Saved data entries
++++++++++++++++++++
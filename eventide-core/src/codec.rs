//! Serialization of event payloads and snapshot state.
//!
//! Stores only ever see bytes plus a recorded type tag. A [`Codec`] turns
//! domain values into those bytes and back; [`JsonCodec`] is the default.

use serde::{Serialize, de::DeserializeOwned};

/// Serialization strategy used for event payloads and snapshot state.
pub trait Codec: Send + Sync {
    type Error: std::error::Error + Send + Sync + 'static;

    /// # Errors
    ///
    /// Returns a codec-specific error if the value cannot be encoded.
    fn serialize<T>(&self, value: &T) -> Result<Vec<u8>, Self::Error>
    where
        T: Serialize;

    /// # Errors
    ///
    /// Returns a codec-specific error if the bytes do not decode as `T`.
    fn deserialize<T>(&self, data: &[u8]) -> Result<T, Self::Error>
    where
        T: DeserializeOwned;
}

/// JSON codec backed by `serde_json`.
#[derive(Clone, Copy, Debug, Default)]
pub struct JsonCodec;

impl Codec for JsonCodec {
    type Error = serde_json::Error;

    fn serialize<T>(&self, value: &T) -> Result<Vec<u8>, Self::Error>
    where
        T: Serialize,
    {
        serde_json::to_vec(value)
    }

    fn deserialize<T>(&self, data: &[u8]) -> Result<T, Self::Error>
    where
        T: DeserializeOwned,
    {
        serde_json::from_slice(data)
    }
}
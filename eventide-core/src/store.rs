//! Persistence layer abstractions.
//!
//! This module describes the backing log contract ([`Backend`]), the durable
//! record formats ([`EventRecord`], [`SnapshotRecord`]), the per-aggregate
//! stream handle ([`EventStream`]) and the stream factory with whole-log
//! replay ([`EventStore`]). A reference in-memory backend lives in
//! [`inmemory`].
use std::{collections::BTreeMap, fmt, future::Future, pin::Pin};

use chrono::{DateTime, Utc};
use futures_core::Stream;
pub use nonempty::NonEmpty;
use serde::{Deserialize, Serialize, de::DeserializeOwned};
use thiserror::Error;
use tokio_stream::StreamExt;
pub use tokio_util::sync::CancellationToken;

use crate::{
    codec::{Codec, JsonCodec},
    concurrency::{ConcurrencyCheck, ConcurrencyConflict, Optimistic, Unchecked},
    event::{DecodeEvent, EncodeEvent, Replayed, Versioned},
    snapshot::Snapshot,
};

pub mod inmemory;

/// Free-form metadata recorded with every event of an append.
pub type Headers = BTreeMap<String, serde_json::Value>;

/// Lazily consumed, ordered sequence of records read from a backend.
pub type RecordStream<'a, E> = Pin<Box<dyn Stream<Item = Result<EventRecord, E>> + Send + 'a>>;

/// Identifies one aggregate stream: `(aggregate kind, aggregate id)`.
#[derive(Clone, Debug, PartialEq, Eq, Hash, PartialOrd, Ord)]
pub struct StreamKey {
    aggregate_kind: String,
    aggregate_id: String,
}

impl StreamKey {
    #[must_use]
    pub fn new(aggregate_kind: impl Into<String>, aggregate_id: impl Into<String>) -> Self {
        Self {
            aggregate_kind: aggregate_kind.into(),
            aggregate_id: aggregate_id.into(),
        }
    }

    pub fn aggregate_kind(&self) -> &str {
        &self.aggregate_kind
    }

    pub fn aggregate_id(&self) -> &str {
        &self.aggregate_id
    }
}

impl fmt::Display for StreamKey {
    fn fmt(&self, f: &mut fmt::Formatter<'_>) -> fmt::Result {
        write!(f, "{}-{}", self.aggregate_kind, self.aggregate_id)
    }
}

/// Durable form of one appended event.
#[derive(Clone, Debug, PartialEq, Eq, Serialize, Deserialize)]
pub struct EventRecord {
    pub aggregate_kind: String,
    pub aggregate_id: String,
    pub version: i64,
    pub timestamp: DateTime<Utc>,
    pub event_kind: String,
    pub data: Vec<u8>,
    pub headers: Headers,
}

impl EventRecord {
    /// Records written by the backend itself rather than by an aggregate.
    ///
    /// Their kind starts with `$`. They are skipped by whole-log replay.
    #[must_use]
    pub fn is_system(&self) -> bool {
        self.event_kind.starts_with('$')
    }

    pub fn stream_key(&self) -> StreamKey {
        StreamKey::new(&self.aggregate_kind, &self.aggregate_id)
    }

    /// Decode the payload into an event sum type.
    ///
    /// # Errors
    ///
    /// Returns the codec error if the kind is known but the payload does not
    /// decode.
    pub fn decode<E: DecodeEvent, C: Codec>(&self, codec: &C) -> Result<Replayed<E>, C::Error> {
        Ok(match E::decode(&self.event_kind, &self.data, codec)? {
            Some(event) => Replayed::Known(event),
            None => Replayed::Unknown {
                kind: self.event_kind.clone(),
            },
        })
    }
}

/// Durable form of one snapshot.
#[derive(Clone, Debug, PartialEq, Eq, Serialize, Deserialize)]
pub struct SnapshotRecord {
    pub aggregate_kind: String,
    pub aggregate_id: String,
    pub version: i64,
    pub timestamp: DateTime<Utc>,
    /// Type name of the snapshot state, resolved on read through
    /// [`TypeNameStrategy`].
    pub snapshot_type: String,
    pub data: Vec<u8>,
}

/// How a recorded snapshot type name is matched against the expected type.
#[derive(Clone, Copy, Debug, Default, PartialEq, Eq, Serialize, Deserialize)]
#[serde(rename_all = "lowercase")]
pub enum TypeNameStrategy {
    /// The full module path must match.
    #[default]
    Strict,
    /// Only the final path segment must match, so state types can move
    /// between modules.
    Loose,
}

impl TypeNameStrategy {
    #[must_use]
    pub fn matches(self, recorded: &str, expected: &str) -> bool {
        match self {
            Self::Strict => recorded == expected,
            Self::Loose => short_name(recorded) == short_name(expected),
        }
    }
}

fn short_name(type_name: &str) -> &str {
    let base = type_name.split('<').next().unwrap_or(type_name);
    base.rsplit("::").next().unwrap_or(base)
}

/// Error returned when a stream has neither events nor a snapshot.
#[derive(Debug, Clone, PartialEq, Eq, Error)]
#[error("an aggregate of type {aggregate_kind} with id {aggregate_id} could not be found")]
pub struct NotFound {
    pub aggregate_kind: String,
    pub aggregate_id: String,
}

impl From<&StreamKey> for NotFound {
    fn from(key: &StreamKey) -> Self {
        Self {
            aggregate_kind: key.aggregate_kind.clone(),
            aggregate_id: key.aggregate_id.clone(),
        }
    }
}

/// Error from backend append operations.
#[derive(Debug, Error)]
pub enum AppendError<E>
where
    E: std::error::Error,
{
    /// Concurrency conflict - another writer modified the stream.
    #[error(transparent)]
    Conflict(#[from] ConcurrencyConflict),
    /// Underlying store error.
    #[error("store error: {0}")]
    Store(#[source] E),
}

/// Error surfaced by streams, the store and the repository.
#[derive(Debug, Error)]
pub enum StoreError<E>
where
    E: std::error::Error,
{
    #[error(transparent)]
    NotFound(#[from] NotFound),
    #[error(transparent)]
    Conflict(#[from] ConcurrencyConflict),
    /// An event or snapshot failed to encode or decode.
    #[error("codec error: {0}")]
    Codec(#[source] Box<dyn std::error::Error + Send + Sync + 'static>),
    /// A batch was not numbered contiguously after the expected version.
    #[error("event at position {index} of the batch has version {found}, expected {expected}")]
    VersionGap { index: usize, expected: i64, found: i64 },
    #[error("operation cancelled")]
    Cancelled,
    /// Underlying store error.
    #[error("store error: {0}")]
    Backend(#[source] E),
}

impl<E: std::error::Error> StoreError<E> {
    pub fn codec(err: impl std::error::Error + Send + Sync + 'static) -> Self {
        Self::Codec(Box::new(err))
    }

    #[must_use]
    pub const fn is_conflict(&self) -> bool {
        matches!(self, Self::Conflict(_))
    }

    #[must_use]
    pub const fn is_not_found(&self) -> bool {
        matches!(self, Self::NotFound(_))
    }
}

impl<E: std::error::Error> From<AppendError<E>> for StoreError<E> {
    fn from(err: AppendError<E>) -> Self {
        match err {
            AppendError::Conflict(conflict) => Self::Conflict(conflict),
            AppendError::Store(err) => Self::Backend(err),
        }
    }
}

/// Abstraction over the backing log.
///
/// Versions are per stream, contiguous and zero-based. Implementations must
/// also keep a single global append order across all streams for
/// [`read_all`](Self::read_all).
pub trait Backend: Send + Sync {
    /// Store-specific error type.
    type Error: std::error::Error + Send + Sync + 'static;

    /// Version of the last persisted event of a stream, `None` if the stream
    /// has no events.
    ///
    /// # Errors
    ///
    /// Returns a store-specific error when the operation fails.
    fn tail_version<'a>(
        &'a self,
        key: &'a StreamKey,
    ) -> impl Future<Output = Result<Option<i64>, Self::Error>> + Send + 'a;

    /// Append a batch in order, atomically.
    ///
    /// When `expected_tail` is `Some`, the backend must confirm the current
    /// tail (`-1` for an empty stream) equals it and write nothing otherwise.
    ///
    /// # Errors
    ///
    /// Returns [`AppendError::Conflict`] if the tail doesn't match, or
    /// [`AppendError::Store`] if persistence fails.
    fn append<'a>(
        &'a self,
        key: &'a StreamKey,
        events: NonEmpty<EventRecord>,
        expected_tail: Option<i64>,
    ) -> impl Future<Output = Result<(), AppendError<Self::Error>>> + Send + 'a;

    /// Events of one stream with `version >= from_version`, version ascending.
    fn read<'a>(&'a self, key: &'a StreamKey, from_version: i64) -> RecordStream<'a, Self::Error>;

    /// Every event of every stream in global append order.
    fn read_all(&self) -> RecordStream<'_, Self::Error>;

    /// # Errors
    ///
    /// Returns a store-specific error when persistence fails.
    fn save_snapshot(
        &self,
        snapshot: SnapshotRecord,
    ) -> impl Future<Output = Result<(), Self::Error>> + Send + '_;

    /// # Errors
    ///
    /// Returns a store-specific error when the operation fails.
    fn has_snapshot<'a>(
        &'a self,
        key: &'a StreamKey,
    ) -> impl Future<Output = Result<bool, Self::Error>> + Send + 'a;

    /// The snapshot with the highest version for a stream.
    ///
    /// # Errors
    ///
    /// Returns a store-specific error when the operation fails.
    fn latest_snapshot<'a>(
        &'a self,
        key: &'a StreamKey,
    ) -> impl Future<Output = Result<Option<SnapshotRecord>, Self::Error>> + Send + 'a;
}

fn len_i64(len: usize) -> i64 {
    i64::try_from(len).unwrap_or(i64::MAX)
}

/// Run a read against the backend, giving up as soon as `cancel` fires.
async fn cancellable<T, E, F>(cancel: &CancellationToken, op: F) -> Result<T, StoreError<E>>
where
    E: std::error::Error,
    F: Future<Output = Result<T, E>>,
{
    match cancel.run_until_cancelled(op).await {
        Some(result) => result.map_err(StoreError::Backend),
        None => Err(StoreError::Cancelled),
    }
}

fn ensure_live<E: std::error::Error>(cancel: &CancellationToken) -> Result<(), StoreError<E>> {
    if cancel.is_cancelled() {
        Err(StoreError::Cancelled)
    } else {
        Ok(())
    }
}

/// Factory of per-aggregate streams plus whole-log replay.
///
/// Generic over:
/// - `B`: the backing log
/// - `C`: the [`ConcurrencyCheck`] run before every append
///   ([`Optimistic`] by default)
/// - `K`: the [`Codec`] used for payloads and snapshot state
///
/// ```
/// use eventide_core::store::{EventStore, inmemory};
///
/// let store = EventStore::new(inmemory::Store::new());
/// let stream = store.open_stream("giftcard", "card-1");
/// assert_eq!(stream.key().to_string(), "giftcard-card-1");
/// ```
pub struct EventStore<B, C = Optimistic, K = JsonCodec> {
    backend: B,
    check: C,
    codec: K,
    type_names: TypeNameStrategy,
}

impl<B: Backend> EventStore<B> {
    #[must_use]
    pub fn new(backend: B) -> Self {
        Self {
            backend,
            check: Optimistic,
            codec: JsonCodec,
            type_names: TypeNameStrategy::default(),
        }
    }
}

impl<B, C, K> EventStore<B, C, K> {
    /// Replace the concurrency check run before every append.
    #[must_use]
    pub fn with_concurrency_check<C2: ConcurrencyCheck>(self, check: C2) -> EventStore<B, C2, K> {
        EventStore {
            backend: self.backend,
            check,
            codec: self.codec,
            type_names: self.type_names,
        }
    }

    /// Disable version checking; see [`Unchecked`] for how backends treat
    /// stale batches.
    #[must_use]
    pub fn without_concurrency_checking(self) -> EventStore<B, Unchecked, K> {
        self.with_concurrency_check(Unchecked)
    }

    #[must_use]
    pub fn with_codec<K2: Codec>(self, codec: K2) -> EventStore<B, C, K2> {
        EventStore {
            backend: self.backend,
            check: self.check,
            codec,
            type_names: self.type_names,
        }
    }

    #[must_use]
    pub const fn with_type_names(mut self, type_names: TypeNameStrategy) -> Self {
        self.type_names = type_names;
        self
    }

    pub const fn backend(&self) -> &B {
        &self.backend
    }

    pub const fn codec(&self) -> &K {
        &self.codec
    }
}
++++++++++++++++++++
THE TASK. Read through the data above. Report each line that has the word "source".

SOLUTION TO THIS PROBLEM.
    Store(#[source] E),
    Codec(#[source] Box<dyn std::error::Error + Send + Sync + 'static>),
    Backend(#[source] E),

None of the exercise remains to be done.